◆ Task objective
Within the listing below, show every line that contains the word "Serialization".

───── Data for this exercise

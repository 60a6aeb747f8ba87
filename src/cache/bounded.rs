//! Bounded Store Module
//!
//! The capacity-limited map the TTL cache stores its entries in, plus a
//! default implementation that evicts the least recently used entry.

use std::collections::{HashMap, VecDeque};
use std::fmt;
use std::hash::Hash;
use std::sync::Arc;

use tracing::debug;

// == Eviction Listener ==
/// Receives values a bounded store drops on its own, e.g. under capacity pressure.
///
/// Implementations must tolerate being told about a value more than once or
/// about a value whose key they no longer track.
pub trait EvictionListener<V>: Send + Sync {
    /// Called with the value the store is about to drop.
    fn on_evicted(&self, value: &V);
}

// == Bounded Store ==
/// A capacity-limited associative store that may evict entries autonomously.
pub trait BoundedStore<K, V>: Send {
    /// Stores `value` under `key`, replacing any previous value.
    fn set(&mut self, key: K, value: V);

    /// Looks up `key`, counting as a use for the eviction policy.
    fn get(&mut self, key: &K) -> Option<&V>;

    /// Looks up `key` without affecting the eviction policy.
    fn peek(&self, key: &K) -> Option<&V>;

    /// Removes `key`, returning its value if present.
    fn remove(&mut self, key: &K) -> Option<V>;

    /// Removes every entry.
    fn remove_all(&mut self);

    /// Number of entries physically held.
    fn len(&self) -> usize;

    /// Returns true if the store holds nothing.
    fn is_empty(&self) -> bool {
        self.len() == 0
    }

    /// The capacity this store was configured with, 0 = unlimited.
    fn count_limit(&self) -> usize;

    /// Registers the listener notified about autonomous evictions.
    fn set_eviction_listener(&mut self, listener: Arc<dyn EvictionListener<V>>);
}

// == LRU Store ==
/// Default bounded store: evicts the least recently used entry on overflow.
///
/// Keys are ordered in a VecDeque where:
/// - Front = Most recently used
/// - Back = Least recently used
pub struct LruStore<K, V> {
    /// Key-value storage
    entries: HashMap<K, V>,
    /// Order of keys by access time
    order: VecDeque<K>,
    /// Maximum number of entries, 0 = unlimited
    count_limit: usize,
    /// Notified when an entry is evicted for capacity
    listener: Option<Arc<dyn EvictionListener<V>>>,
}

impl<K, V> LruStore<K, V>
where
    K: Eq + Hash + Clone,
{
    // == Constructor ==
    /// Creates an empty store holding at most `count_limit` entries (0 = unlimited).
    pub fn new(count_limit: usize) -> Self {
        Self {
            entries: HashMap::new(),
            order: VecDeque::new(),
            count_limit,
            listener: None,
        }
    }

    // == Touch ==
    /// Marks a key as recently used (moves to front).
    fn touch(&mut self, key: &K) {
        self.forget(key);
        self.order.push_front(key.clone());
    }

    fn forget(&mut self, key: &K) {
        self.order.retain(|k| k != key);
    }

    // == Evict Oldest ==
    /// Drops the least recently used entry and tells the listener about it.
    fn evict_oldest(&mut self) {
        let Some(oldest) = self.order.pop_back() else {
            return;
        };
        if let Some(value) = self.entries.remove(&oldest) {
            debug!("Bounded store evicting least recently used entry");
            if let Some(listener) = &self.listener {
                listener.on_evicted(&value);
            }
        }
    }

    // == Peek Oldest ==
    /// Returns the least recently used key without removing it.
    pub fn peek_oldest(&self) -> Option<&K> {
        self.order.back()
    }
}

impl<K, V> BoundedStore<K, V> for LruStore<K, V>
where
    K: Eq + Hash + Clone + Send,
    V: Send,
{
    fn set(&mut self, key: K, value: V) {
        let is_overwrite = self.entries.contains_key(&key);

        if !is_overwrite && self.count_limit > 0 {
            while self.entries.len() >= self.count_limit && !self.order.is_empty() {
                self.evict_oldest();
            }
        }

        self.touch(&key);
        self.entries.insert(key, value);
    }

    fn get(&mut self, key: &K) -> Option<&V> {
        if self.entries.contains_key(key) {
            self.touch(key);
        }
        self.entries.get(key)
    }

    fn peek(&self, key: &K) -> Option<&V> {
        self.entries.get(key)
    }

    fn remove(&mut self, key: &K) -> Option<V> {
        self.forget(key);
        self.entries.remove(key)
    }

    fn remove_all(&mut self) {
        self.entries.clear();
        self.order.clear();
    }

    fn len(&self) -> usize {
        self.entries.len()
    }

    fn count_limit(&self) -> usize {
        self.count_limit
    }

    fn set_eviction_listener(&mut self, listener: Arc<dyn EvictionListener<V>>) {
        self.listener = Some(listener);
    }
}

impl<K, V> fmt::Debug for LruStore<K, V>
where
    K: fmt::Debug,
{
    fn fmt(&self, f: &mut fmt::Formatter<'_>) -> fmt::Result {
        f.debug_struct("LruStore")
            .field("order", &self.order)
            .field("count_limit", &self.count_limit)
            .field("has_listener", &self.listener.is_some())
            .finish()
    }
}
//! Cache Cow - time-bounded key/value caches
//!
//! Provides an in-memory cache with lazy TTL expiration over a bounded store,
//! freeze-dry persistence of whole caches, and a file system backed cache that
//! keeps one file per entry.

pub mod cache;
pub mod caching;
pub mod clock;
pub mod config;
pub mod error;
pub mod file_backed;
pub mod persist;

pub use cache::{BoundedTtlCache, CacheStats};
pub use caching::Caching;
pub use clock::{Clock, ManualClock, SystemClock};
pub use config::CacheConfig;
pub use error::{CacheError, Result};
pub use file_backed::{normalize, DirectoryFileStore, FileStore, FileSystemBackedCache, MemoryFileStore};
pub use persist::{CacheArchiver, CacheLocation, FreezeDried};
//! Cache Module
//!
//! In-memory caching with lazy TTL expiration over a bounded store whose
//! evictions are tracked through notifications.

mod bounded;
mod entry;
mod stats;
mod store;
mod tracker;

#[cfg(test)]
mod property_tests;

// Re-export public types
pub use bounded::{BoundedStore, EvictionListener, LruStore};
pub use entry::ExpiringEntry;
pub use stats::CacheStats;
pub use store::BoundedTtlCache;
pub use tracker::KeyTracker;
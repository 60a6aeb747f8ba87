//! Cache Statistics Module
//!
//! Tracks cache activity: hits, misses, lazy expirations and store evictions.

use serde::Serialize;

// == Cache Stats ==
/// Snapshot of a cache's activity counters.
#[derive(Debug, Clone, Default, PartialEq, Eq, Serialize)]
pub struct CacheStats {
    /// Number of lookups that returned a value
    pub hits: u64,
    /// Number of lookups that returned nothing (absent or expired)
    pub misses: u64,
    /// Number of entries dropped because a lookup found them expired
    pub expirations: u64,
    /// Number of entries the bounded store evicted on its own
    pub evictions: u64,
    /// Current number of live keys
    pub total_entries: usize,
}

impl CacheStats {
    // == Constructor ==
    /// Creates a new CacheStats with all counters at zero.
    pub fn new() -> Self {
        Self::default()
    }

    // == Hit Rate ==
    /// Calculates the cache hit rate.
    ///
    /// Returns hits / (hits + misses), or 0.0 if no lookups have been made.
    pub fn hit_rate(&self) -> f64 {
        let total = self.hits + self.misses;
        if total == 0 {
            0.0
        } else {
            self.hits as f64 / total as f64
        }
    }

    /// Records a lookup that returned a value.
    pub fn record_hit(&mut self) {
        self.hits += 1;
    }

    /// Records a lookup that found nothing.
    pub fn record_miss(&mut self) {
        self.misses += 1;
    }

    /// Counts an expired entry found by a lookup. The lookup is also a miss.
    pub fn record_expiration(&mut self) {
        self.expirations += 1;
        self.misses += 1;
    }
}
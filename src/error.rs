//! Error types for the cache library
//!
//! Provides unified error handling using thiserror. Cache misses are never
//! errors; only persistence and file store configuration problems surface here.

use std::path::PathBuf;

use thiserror::Error;

// == Cache Error Enum ==
/// Unified error type for cache persistence and file-backed storage.
#[derive(Error, Debug)]
pub enum CacheError {
    /// No usable location exists for a persisted cache
    #[error("No writable location for cache {name} {}", describe_group(.group))]
    NoWritableLocation { name: String, group: Option<String> },

    /// A persisted cache file was expected but not found
    #[error("File not found: {}", .0.display())]
    FileNotFound(PathBuf),

    /// A path that must be a directory exists as something else
    #[error("Cannot use {} because it is not a directory", .0.display())]
    NotADirectory(PathBuf),

    /// A file store was asked to delete something that is not there
    #[error("File does not exist at {}", .0.display())]
    FileDoesNotExist(PathBuf),

    /// No directory can back a file system cache with this name
    #[error("No directory can be used as a file system backed cache named {name} {}", describe_group(.group))]
    NoDirectory { name: String, group: Option<String> },

    /// Underlying I/O failure
    #[error("I/O error: {0}")]
    Io(#[from] std::io::Error),

    /// Snapshot encoding or decoding failure
    #[error("Serialization error: {0}")]
    Serialization(#[from] serde_json::Error),
}

fn describe_group(group: &Option<String>) -> String {
    match group {
        Some(group) => format!("with group id {}", group),
        None => "with no group id".to_string(),
    }
}

// == Result Type Alias ==
/// Convenience Result type for the cache library.
pub type Result<T> = std::result::Result<T, CacheError>;
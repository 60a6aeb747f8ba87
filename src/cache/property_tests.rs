//! Property-Based Tests for Cache Module
//!
//! Uses proptest to check the cache against a plain HashMap model.

use proptest::prelude::*;
use std::collections::{HashMap, HashSet};
use std::sync::Arc;
use std::thread;
use std::time::Duration;

use crate::cache::{BoundedStore, BoundedTtlCache};
use crate::clock::ManualClock;
use crate::persist::FreezeDried;

// == Test Configuration ==
const TEST_LIFETIME: Duration = Duration::from_secs(300);

// == Strategies ==
/// Generates cache keys
fn key_strategy() -> impl Strategy<Value = String> {
    "[a-z0-9_]{1,8}".prop_map(|s| s)
}

/// Generates cache values
fn value_strategy() -> impl Strategy<Value = String> {
    "[a-zA-Z0-9 ]{0,32}".prop_map(|s| s)
}

/// A cache operation, including moving the clock forward
#[derive(Debug, Clone)]
enum CacheOp {
    Insert { key: String, value: String },
    Get { key: String },
    Remove { key: String },
    Advance { secs: u64 },
    Clear,
}

fn cache_op_strategy() -> impl Strategy<Value = CacheOp> {
    prop_oneof![
        4 => (key_strategy(), value_strategy())
            .prop_map(|(key, value)| CacheOp::Insert { key, value }),
        3 => key_strategy().prop_map(|key| CacheOp::Get { key }),
        2 => key_strategy().prop_map(|key| CacheOp::Remove { key }),
        2 => (0u64..400).prop_map(|secs| CacheOp::Advance { secs }),
        1 => Just(CacheOp::Clear),
    ]
}

fn make_cache(count_limit: usize) -> (BoundedTtlCache<String, String>, Arc<ManualClock>) {
    let clock = Arc::new(ManualClock::default());
    let cache = BoundedTtlCache::new(clock.clone(), Some(TEST_LIFETIME), count_limit);
    (cache, clock)
}

proptest! {
    #![proptest_config(ProptestConfig::with_cases(100))]

    // Keys never inserted are always a miss.
    #[test]
    fn prop_uninserted_keys_miss(
        inserted in prop::collection::hash_set(key_strategy(), 0..20),
        missing_key in key_strategy()
    ) {
        prop_assume!(!inserted.contains(&missing_key));
        let (cache, _) = make_cache(0);
        for key in &inserted {
            cache.insert(key.clone(), "v".to_string());
        }

        prop_assert_eq!(cache.value(&missing_key), None);
    }

    // A lookup agrees with a model that tracks insert instants.
    #[test]
    fn prop_matches_model(ops in prop::collection::vec(cache_op_strategy(), 1..60)) {
        let (cache, clock) = make_cache(0);
        let mut now: u64 = 0;
        let mut model: HashMap<String, (String, u64)> = HashMap::new();

        for op in ops {
            match op {
                CacheOp::Insert { key, value } => {
                    cache.insert(key.clone(), value.clone());
                    model.insert(key, (value, now));
                }
                CacheOp::Get { key } => {
                    let expected = match model.get(&key) {
                        Some((value, at)) if now < at + TEST_LIFETIME.as_secs() => Some(value.clone()),
                        _ => None,
                    };
                    if expected.is_none() {
                        model.remove(&key);
                    }
                    prop_assert_eq!(cache.value(&key), expected);
                }
                CacheOp::Remove { key } => {
                    cache.remove_value(&key);
                    model.remove(&key);
                }
                CacheOp::Advance { secs } => {
                    clock.advance(Duration::from_secs(secs));
                    now += secs;
                }
                CacheOp::Clear => {
                    cache.clear();
                    model.clear();
                }
            }

            // Expired-but-unread entries still count, exactly like the model.
            let model_keys: HashSet<String> = model.keys().cloned().collect();
            prop_assert_eq!(cache.keys(), model_keys);
        }
    }

    // Freeze-dry then reconstruct keeps every live pair.
    #[test]
    fn prop_freeze_dry_round_trip(
        entries in prop::collection::hash_map(key_strategy(), value_strategy(), 0..40)
    ) {
        let (cache, clock) = make_cache(0);
        for (key, value) in &entries {
            cache.insert(key.clone(), value.clone());
        }

        let bytes = cache.freeze_dry().to_json().unwrap();
        let snapshot = FreezeDried::<String, String>::from_json(&bytes).unwrap();
        let thawed = BoundedTtlCache::reconstruct(snapshot, clock, Some(TEST_LIFETIME), 0);

        prop_assert_eq!(thawed.keys(), cache.keys());
        for (key, value) in &entries {
            prop_assert_eq!(thawed.value(key), Some(value.clone()));
        }
    }

    // With a capacity, the tracked keys always match what the store holds.
    #[test]
    fn prop_keys_follow_store_evictions(
        keys in prop::collection::vec(key_strategy(), 1..120),
        limit in 1usize..16
    ) {
        let (cache, _) = make_cache(limit);
        for key in keys {
            cache.insert(key, "v".to_string());
            prop_assert!(cache.count() <= limit);
            prop_assert_eq!(cache.count(), cache.with_store_mut(|store| store.len()));
        }
        for key in cache.keys() {
            prop_assert!(cache.value(&key).is_some());
        }
    }
}

// Concurrent inserts against a small capacity never leave an evicted key behind.
#[test]
fn concurrent_inserts_keep_keys_in_sync() {
    let clock = Arc::new(ManualClock::default());
    let cache: Arc<BoundedTtlCache<String, usize>> =
        Arc::new(BoundedTtlCache::new(clock, Some(TEST_LIFETIME), 8));

    let handles: Vec<_> = (0..4)
        .map(|worker| {
            let cache = Arc::clone(&cache);
            thread::spawn(move || {
                for i in 0..250 {
                    cache.insert(format!("{}-{}", worker, i), i);
                    if i % 7 == 0 {
                        cache.remove_value(&format!("{}-{}", worker, i / 2));
                    }
                }
            })
        })
        .collect();
    for handle in handles {
        handle.join().unwrap();
    }

    let keys = cache.keys();
    assert!(keys.len() <= 8);
    assert_eq!(keys.len(), cache.with_store_mut(|store| store.len()));
    for key in keys {
        assert!(cache.value(&key).is_some(), "tracked key {} missing from store", key);
    }
}
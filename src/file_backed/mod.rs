//! File System Backed Cache Module
//!
//! A cache that stores one file per entry, named by a normalized key, with
//! byte I/O delegated to a file store.

mod cache;
mod directory;
mod file_store;
mod key;

pub use cache::FileSystemBackedCache;
pub use directory::DirectoryFileStore;
pub use file_store::{FileStore, MemoryFileStore};
pub use key::{normalize, normalized_key, CacheKey};
//! Storage Module
//!
//! Persistent storage layer: one atomically written file per record.
//!
//! ## Responsibilities
//! - Map keys to file names (reversible, collision-free)
//! - Write records atomically (temp file + rename)
//! - Read and delete record files
//! - Clean up temp files left by interrupted writes
//!
//! ## Directory Layout
//! ```text
//! {data_dir}/
//!   └── {collection}/
//!         ├── {encoded-key}.rec                  (live record)
//!         └── .{encoded-key}.{pid}.{seq}.tmp     (in-flight write)
//! ```

mod file;
pub mod keys;
mod recovery;

use crate::error::Result;
use crate::record::Record;

pub use file::FileBackend;
pub use recovery::{recover_temp_files, RecoveryResult};

/// Durable record storage used by the engine
///
/// Implementations must make `write_record` atomic from a reader's point of
/// view: a concurrent `read_record` sees either the previous record or the
/// new one, never a partial write.
pub trait RecordBackend: Send + Sync {
    /// Durably write `record` under `key`, replacing any previous record
    fn write_record(&self, collection: &str, key: &str, record: &Record) -> Result<()>;

    /// Read the record stored under `key`
    ///
    /// Returns:
    /// - `Ok(Some(record))` — record found and decoded
    /// - `Ok(None)` — no record stored for `key`
    /// - `Err(Corruption)` — a file exists but can't be decoded
    fn read_record(&self, collection: &str, key: &str) -> Result<Option<Record>>;

    /// Remove the record stored under `key`
    ///
    /// Returns `false` if there was nothing to remove.
    fn delete_record(&self, collection: &str, key: &str) -> Result<bool>;
}
//! Error types for FileDB
//!
//! Provides a unified error type for all operations.

use std::path::PathBuf;

use thiserror::Error;

/// Result type alias using FileDbError
pub type Result<T> = std::result::Result<T, FileDbError>;

/// Unified error type for FileDB operations
#[derive(Debug, Error)]
pub enum FileDbError {
    // -------------------------------------------------------------------------
    // Key Precondition Errors
    // -------------------------------------------------------------------------
    #[error("Empty string given as key")]
    EmptyKey,

    #[error("Key already exists: {0}")]
    AlreadyExists(String),

    #[error("Key not found: {0}")]
    NotFound(String),

    // -------------------------------------------------------------------------
    // Directory Errors
    // -------------------------------------------------------------------------
    #[error("Storage directory does not exist: {}", .0.display())]
    DirectoryNotFound(PathBuf),

    // -------------------------------------------------------------------------
    // I/O Errors
    // -------------------------------------------------------------------------
    #[error("IO error: {0}")]
    Io(#[from] std::io::Error),

    // -------------------------------------------------------------------------
    // Record Encoding Errors
    // -------------------------------------------------------------------------
    #[error("Serialization error: {0}")]
    Serialization(String),

    #[error("Record corruption detected: {0}")]
    Corruption(String),
}

impl FileDbError {
    /// True for the errors a caller should branch on when choosing between
    /// create, update and upsert (as opposed to storage faults).
    pub fn is_key_state(&self) -> bool {
        matches!(self, FileDbError::AlreadyExists(_) | FileDbError::NotFound(_))
    }
}
//! Store Initializer
//!
//! Resolves the storage directory, creates it if needed, and opens an
//! engine over it. Meant to be called once at startup; the returned engine
//! is then handed to whatever needs it (usually as `Arc<Engine>`).

use std::fs;
use std::path::{Path, PathBuf};

use tracing::{error, info};

use crate::config::{Config, DEFAULT_DIR_NAME};
use crate::engine::Engine;
use crate::error::Result;

/// `file-db` inside the current working directory
pub fn default_data_dir() -> Result<PathBuf> {
    Ok(std::env::current_dir()?.join(DEFAULT_DIR_NAME))
}

/// Open a store in `dir`, or in [`default_data_dir`] when `dir` is `None`
///
/// The directory and any missing parents are created.
pub fn try_initialize(dir: Option<&Path>) -> Result<Engine> {
    let data_dir = match dir {
        Some(dir) => dir.to_path_buf(),
        None => default_data_dir()?,
    };

    try_initialize_with(Config::builder().data_dir(data_dir).build())
}

/// Like [`try_initialize`] with a full config
pub fn try_initialize_with(config: Config) -> Result<Engine> {
    if !config.data_dir.exists() {
        fs::create_dir_all(&config.data_dir)?;
        info!(data_dir = %config.data_dir.display(), "created storage directory");
    }

    let engine = Engine::open(config)?;
    info!(data_dir = %engine.data_dir().display(), "store initialized");

    Ok(engine)
}

/// Open a store, terminating the process if that fails
///
/// Nothing can run without storage, so there is no error to return. Call
/// once, before any other operation.
pub fn initialize(dir: Option<&Path>) -> Engine {
    match try_initialize(dir) {
        Ok(engine) => engine,
        Err(e) => fatal(e),
    }
}

/// Like [`initialize`] with a full config
pub fn initialize_with(config: Config) -> Engine {
    match try_initialize_with(config) {
        Ok(engine) => engine,
        Err(e) => fatal(e),
    }
}

fn fatal(e: crate::error::FileDbError) -> ! {
    error!("Failed to initialize store: {}", e);
    std::process::exit(1);
}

──────────

◆ Completed task
    #[error("Serialization error: {0}")]
    Serialization(#[from] serde_json::Error),
    #[error("Serialization error: {0}")]
    Serialization(String),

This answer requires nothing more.